Watching the weather is a favorite hobby of mine. I don’t generally get my weather reports from television, but I might as well be one of those people we see in comedies, who fixate on the Weather Channel and sit there for hours, soaking up data about places they’ve never been, never intend to go, and if they did go there, they wouldn’t know anyone. Those people are portrayed as coots. (One definition of a coot: simple-minded.) A weather fanatic will say to no one in particular, “I knew it. I knew that system was gonna come in early.”
Except for not watching the Weather Channel (tornadoes and hurricanes are exceptions that demand TV coverage) I may be one of those people.
I check the Weather Channel’s website several times a day for places where friends and relatives live. Every trip for me begins with www.weather.com where I can fill in the name of any city and see what’s predicted for the next ten days.
It might be an inherited trait, since my country born-and-bred father had a set of weather instruments on the back porch and glanced at them several times a day, always remarking out loud on what he saw there. He often disputed what the dials told him, and he was always right. He could feel changes in his bones.

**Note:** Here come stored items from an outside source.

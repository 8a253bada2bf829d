#![allow(dead_code)]
use assert_cmd::{Command, cargo_bin_cmd};
use chrono::{NaiveDate, NaiveDateTime};
use rust_xlsxwriter::{Format, Workbook};
use std::env;
use std::fs;
use std::path::PathBuf;

/// Binary under test, isolated from the user's config: HOME points to a
/// scratch directory and colours are off.
pub fn rwh(name: &str) -> Command {
    let mut cmd = cargo_bin_cmd!("rweekhours");
    cmd.env("HOME", temp_home(name)).env("NO_COLOR", "1");
    cmd
}

pub fn temp_home(name: &str) -> PathBuf {
    let mut path: PathBuf = env::temp_dir();
    path.push(format!("{}_rweekhours_home", name));
    fs::create_dir_all(&path).ok();
    path
}

/// Create a unique session DB path inside the system temp dir and remove any existing file
pub fn setup_test_db(name: &str) -> String {
    let mut path: PathBuf = env::temp_dir();
    path.push(format!("{}_rweekhours.sqlite", name));
    let db_path = path.to_string_lossy().to_string();
    fs::remove_file(&db_path).ok();
    db_path
}

/// Create a temporary output file path inside tempdir and ensure it's removed
pub fn temp_out(name: &str, ext: &str) -> String {
    let mut path: PathBuf = env::temp_dir();
    path.push(format!("{}_out.{}", name, ext));
    let p = path.to_string_lossy().to_string();
    fs::remove_file(&p).ok();
    p
}

/// Write a CSV fixture and return its path
pub fn write_csv(name: &str, content: &str) -> String {
    let p = temp_out(name, "csv");
    fs::write(&p, content).expect("write csv fixture");
    p
}

pub fn dt(date: &str, time: &str) -> NaiveDateTime {
    NaiveDateTime::parse_from_str(&format!("{date} {time}"), "%Y-%m-%d %H:%M")
        .expect("valid fixture timestamp")
}

pub fn excel_serial(value: NaiveDateTime) -> f64 {
    let epoch = NaiveDate::from_ymd_opt(1899, 12, 30)
        .unwrap()
        .and_hms_opt(0, 0, 0)
        .unwrap();
    (value - epoch).num_seconds() as f64 / 86_400.0
}

/// Write an xlsx fixture with a `Name / Check In Time / Check Out Time`
/// header and real Excel date cells.
pub fn write_xlsx(name: &str, rows: &[(&str, NaiveDateTime, NaiveDateTime)]) -> String {
    let p = temp_out(name, "xlsx");

    let mut workbook = Workbook::new();
    let sheet = workbook.add_worksheet();
    sheet.set_name("Attendance").unwrap();

    let date_fmt = Format::new().set_num_format("yyyy-mm-dd hh:mm");

    sheet.write(0, 0, "Name").unwrap();
    sheet.write(0, 1, "Check In Time").unwrap();
    sheet.write(0, 2, "Check Out Time").unwrap();

    for (i, (student, check_in, check_out)) in rows.iter().enumerate() {
        let r = (i + 1) as u32;
        sheet.write(r, 0, *student).unwrap();
        sheet
            .write_with_format(r, 1, excel_serial(*check_in), &date_fmt)
            .unwrap();
        sheet
            .write_with_format(r, 2, excel_serial(*check_out), &date_fmt)
            .unwrap();
    }

    workbook.save(&p).expect("write xlsx fixture");
    p
}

Something about working out in the fields as a boy and his own deep respect for nature had permanently tuned him in to the time for sowing and the time for reaping. His instincts often did not agree with the calendar. He’d wake up and announce that he was going out to our vegetable garden. “I better go pull up the radishes and the collards before the sun hits ’em again.” And this while rain was still falling. He knew when a big change was coming.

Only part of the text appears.